TO DO
Whatever the records say, repeat them exactly as given.

**** EXERCISE INPUTS

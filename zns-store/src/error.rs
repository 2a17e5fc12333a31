use alloc::string::String;

use derive_more::Display;
use zoned_dev::DeviceError;

pub type Result<T> = core::result::Result<T, Error>;

#[derive(Debug, Display, Clone, PartialEq, Eq)]
pub enum Error {
    /// 追加会越过设备末尾
    #[display(fmt = "no space for {} bytes at {:#x} (capacity {:#x})", len, offset, capacity)]
    OutOfSpace { offset: u64, len: usize, capacity: u64 },
    #[display(fmt = "{}", _0)]
    Device(DeviceError),

    #[display(fmt = "inode {} not found", _0)]
    InodeNotFound(u64),
    #[display(fmt = "directory {:?} not found", _0)]
    DirectoryNotFound(String),
    #[display(fmt = "entry {:?} not found", _0)]
    EntryNotFound(String),
    /// 目录的索引节点没有指向目录表的区段
    #[display(fmt = "dnode of directory {} not found", _0)]
    DnodeNotFound(u64),

    #[display(fmt = "extent table of inode {} is full", _0)]
    ExtentTableFull(u64),
    #[display(fmt = "directory {} is full", _0)]
    DirectoryFull(u64),

    /// 从位置表读回的记录不属于该编号
    #[display(fmt = "expected inode {} on disk, found {}", ino, found)]
    Inconsistent { ino: u64, found: u64 },
    #[display(fmt = "inode {} is not a directory", _0)]
    NotADirectory(u64),
    #[display(fmt = "inode {} is a directory", _0)]
    IsADirectory(u64),
    #[display(fmt = "directory {} is not empty", _0)]
    DirectoryNotEmpty(u64),

    #[display(fmt = "invalid name")]
    InvalidName,
    #[display(fmt = "name of {} bytes is too long", _0)]
    NameTooLong(usize),
    #[display(fmt = "{:?} already exists", _0)]
    AlreadyExists(String),
    #[display(fmt = "invalid configuration: {}", _0)]
    InvalidConfig(&'static str),
}

impl core::error::Error for Error {}

impl From<DeviceError> for Error {
    #[inline]
    fn from(err: DeviceError) -> Self {
        Self::Device(err)
    }
}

********

ANSWER BOX
filename zns-store/src/error.rs
repository 2a17e5fc12333a31
use alloc::string::String;

use derive_more::Display;
use zoned_dev::DeviceError;

pub type Result<T> = core::result::Result<T, Error>;

#[derive(Debug, Display, Clone, PartialEq, Eq)]
pub enum Error {
    /// 追加会越过设备末尾
    #[display(fmt = "no space for {} bytes at {:#x} (capacity {:#x})", len, offset, capacity)]
    OutOfSpace { offset: u64, len: usize, capacity: u64 },
    #[display(fmt = "{}", _0)]
    Device(DeviceError),

    #[display(fmt = "inode {} not found", _0)]
    InodeNotFound(u64),
    #[display(fmt = "directory {:?} not found", _0)]
    DirectoryNotFound(String),
    #[display(fmt = "entry {:?} not found", _0)]
    EntryNotFound(String),
    /// 目录的索引节点没有指向目录表的区段
    #[display(fmt = "dnode of directory {} not found", _0)]
    DnodeNotFound(u64),

    #[display(fmt = "extent table of inode {} is full", _0)]
    ExtentTableFull(u64),
    #[display(fmt = "directory {} is full", _0)]
    DirectoryFull(u64),

    /// 从位置表读回的记录不属于该编号
    #[display(fmt = "expected inode {} on disk, found {}", ino, found)]
    Inconsistent { ino: u64, found: u64 },
    #[display(fmt = "inode {} is not a directory", _0)]
    NotADirectory(u64),
    #[display(fmt = "inode {} is a directory", _0)]
    IsADirectory(u64),
    #[display(fmt = "directory {} is not empty", _0)]
    DirectoryNotEmpty(u64),

    #[display(fmt = "invalid name")]
    InvalidName,
    #[display(fmt = "name of {} bytes is too long", _0)]
    NameTooLong(usize),
    #[display(fmt = "{:?} already exists", _0)]
    AlreadyExists(String),
    #[display(fmt = "invalid configuration: {}", _0)]
    InvalidConfig(&'static str),
}

impl core::error::Error for Error {}

impl From<DeviceError> for Error {
    #[inline]
    fn from(err: DeviceError) -> Self {
        Self::Device(err)
    }
}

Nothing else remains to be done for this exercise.